王 宇,任 刚,王寅寅,苏 飞,唐小敏,叶绪芳

人类肠道病毒(huamn enteroviruses,HEVs)属于小RNA病毒科肠道病毒属的成员,HEVs是人类普遍的致病病毒之一,目前根据病毒株的基因特征及生物学遗传特性分析已知肠道病毒超过100多种型别,并可分成肠道病毒A、B、C和D 4组[1-2].肠道病毒主要包括脊髓灰质炎病毒(poliovirus,PV)、柯萨奇病毒(coxsackievirus,CV)、埃可病毒(echovirus,ECHO)以及新型肠道病毒(newer enteroviruses),HEVs的主要传染源为病人或无症状带毒者,其可引起多种疾病,特别是引起儿童的疱疹性咽峡炎、手足口病、急性出血性结膜炎、心肌炎和神经系统疾病等亦成为严重的公共卫生问题[3].

急性弛缓性麻痹(Acute Flaccid Paralysis,AFP)系统监测对象主要针对15岁以下儿童出现急性弛缓性麻痹症状的病例,是全球消除脊髓灰质炎(脊灰)和维持无脊灰状态的重要工作组成,但伴随着全球野脊灰病毒的逐渐消灭由非脊灰肠道病毒(non-polio enterovirus,NPEV)引起的麻痹病例引起人们重视.1999年Oberste等[4]提出了基于肠道病毒VP1区序列的分子生物学定型方法,加速了对非脊灰肠道病毒分型及基因特征的研究工作.贵州省自1994年后未发现本土脊灰野病毒病例[5],但每年都会在AFP病例的粪便标本中分离到大量的NPEV,为了解贵州地区NPEV毒株的血清型别特征,依据VP1区基因定型原理,本研究对2013年从贵州省AFP病例粪便标本中分离到NPEV进行了回顾性检测分析,并分析CVA4的VP1基因特征,为今后对NPEV所致相关疾病的防控提供科学依据.

1 材料与方法

1.1 标本与资料来源 肠道病毒分离物来源于贵州省2013年AFP病例监测系统报告的AFP病例的粪便标本,粪便标本由各县区疾病预防控制中心采集,冷藏运送至省级脊灰实验室.粪便标本均按照WHO《脊髓灰质炎实验室手册》第四版[6]的方法用RD(人横纹肌肉瘤细胞)、L20B(转人脊灰病毒受体的小鼠肺细胞)细胞进行培养及病毒分离,收集盲传两代后RD细胞病变而L20B不变的阳性分离物判定为非脊灰肠道病毒(NPEV),将毒株置于-20℃保存.本研究所用的肠道病毒各基因型代表株的VP1基因序列均来源于美国国家生物技术信息中心网站(NCBI).

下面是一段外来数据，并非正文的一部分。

impl LinuxBackend {
    fn open_device(path: &std::path::Path) -> Option<(RawFd, InputId, String, VecMap<()>, VecMap<InputAbsinfo>)> {
        let c_path = CString::new(path.to_str()?).ok()?;
        let fd = unsafe { libc::open(c_path.as_ptr(), libc::O_RDWR | libc::O_NONBLOCK) };
        if fd < 0 {
            return None;
        }

        let mut key_bits = [0u8; (KEY_CNT / 8 + 1) as usize];
        let mut abs_bits = [0u8; (ABS_CNT / 8 + 1) as usize];
        eviocgbit(fd, EV_KEY, &mut key_bits);
        let has_abs = eviocgbit(fd, EV_ABS, &mut abs_bits) && !abs_bits.iter().all(|&b| b == 0);
        if !has_abs {
            // Require EV_ABS capability to count as a joystick (§4.4.1).
            unsafe { libc::close(fd) };
            return None;
        }

        let mut id = InputId::default();
        eviocgid(fd, &mut id);
        let name = read_name(fd);

        let mut key_codes = VecMap::new();
        let mut button_count = 0usize;
        for code in BTN_MISC..KEY_CNT {
            if test_bit(code, &key_bits) {
                key_codes.insert(code as usize, ());
                button_count += 1;
            }
        }
        let mut axis_codes = VecMap::new();
        let mut axis_count = 0usize;
        for code in 0..ABS_CNT {
            if test_bit(code, &abs_bits) {
                let mut info = InputAbsinfo::default();
                eviocgabs(fd, code, &mut info);
                axis_codes.insert(code as usize, info);
                axis_count += 1;
            }
        }

        if button_count == 0 && axis_count == 0 {
            unsafe { libc::close(fd) };
            return None;
        }
        if button_count > crate::model::BUTTON_COUNT + 10 {
            warn!("{}: implausible button count {button_count}, ignoring device", path.display());
            unsafe { libc::close(fd) };
            return None;
        }

        Some((fd, id, name, key_codes, axis_codes))
    }

    fn setup_device<const N: usize, const E: usize>(
        &self,
        path: &std::path::Path,
        container: &mut Gamepads<N, E>,
    ) {
        let Some((fd, id, name, key_codes, axis_codes)) = Self::open_device(path) else {
            return;
        };
        let guid = device_id_to_guid(id, &name);

        let mut substate = Substate::new();
        substate.fd = fd;
        substate.key_codes = key_codes.clone();
        substate.abs_codes = axis_codes.clone();
        substate.full_path = path.to_string_lossy().into_owned();

        let Some(idx) = container.handle_connect(guid, name, substate) else {
            unsafe { libc::close(fd) };
            return;
        };

        let resolved_guid = container.gamepad_mut(idx).guid().to_string();
        let mapping = container.mapping_db().resolve(&resolved_guid).cloned();
        let gamepad = container.gamepad_mut(idx);
        for (code, _) in key_codes.iter() {
            let button = resolve_button(mapping.as_ref(), code as u16);
            if button != Button::Unknown {
                gamepad.set_button_supported(button, true);
            }
        }
        for (&code, info) in axis_codes.iter() {
            let code = code as u16;
            let axis = resolve_axis(mapping.as_ref(), code);
            if axis != Axis::Unknown {
                let deadzone = axis.default_deadzone();
                gamepad.set_axis_supported(axis, true, deadzone);
            }
            if code == ABS_Z {
                gamepad.set_button_supported(Button::LeftTrigger, true);
            } else if code == ABS_RZ {
                gamepad.set_button_supported(Button::RightTrigger, true);
            } else if code == ABS_HAT0X {
                gamepad.set_button_supported(Button::DpadLeft, true);
                gamepad.set_button_supported(Button::DpadRight, true);
            } else if code == ABS_HAT0Y {
                gamepad.set_button_supported(Button::DpadUp, true);
                gamepad.set_button_supported(Button::DpadDown, true);
            }
            let _ = info;
        }
    }
}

1.2 病毒RNA提取 采用德国QIAGEN公司的QIAamp Viral RNA MiniKit试剂盒,根据试剂盒的操作说明从病毒分离物中提取病毒RNA.向每管病毒RNA中加入1μL RNA酶抑制剂后-80℃保存备用.

1.3 VP1区RT-PCR及核苷酸序列测定 采用一步法Access QuickTMRT-PCR System试剂盒(美国Promega公司产品)进行(reverse transcript polymerase chain reaction,RT-PCR)扩增NPEV毒株VP1基因.cDNA合成、RT-PCR反应及测序中所用引物参照Oberste等[4,7]的方法进行,PCR反应体系:2×反应缓冲液25μL,AMV酶混合物1μL,上下游引物各1μL,模板RNA 5μL,补足无RNA酶水至总体积50μL.反应条件为45℃30 min,94℃2 min,94℃30 s,55℃30 s,72℃60 s,35个循环后72℃延伸10 min.PCR产物行1.5%琼脂糖凝胶电泳鉴定,对阳性PCR产物进行切胶回收后测序分析.

1.4 基因序列分析和系统进化树构建 采用Sequencher软件对VP1区核苷酸进行拼接整理,通过肠道病毒分子定型数据库Enterovirus Genotyping Tool Version 0.1对序列定型分析;从GenBank数据库中下载肠道病毒各基因型参考毒株VP1区序列,利用MEGA7.0软件通过邻位相接法(neighbor joining method,NJ)构建系统进化树,可靠性通过1 000 bootstrap值评估.

2 结 果

2.1 病毒分离与鉴定 2013年共采集235例AFP病例粪便标本,共分离到25株肠道病毒,其中NPEV为24株,分离率约为10.2%(24/235).另外1株为PV病毒并送国家脊灰实验室进行型内鉴定为PVⅡ型疫苗株,未发现脊灰野病毒.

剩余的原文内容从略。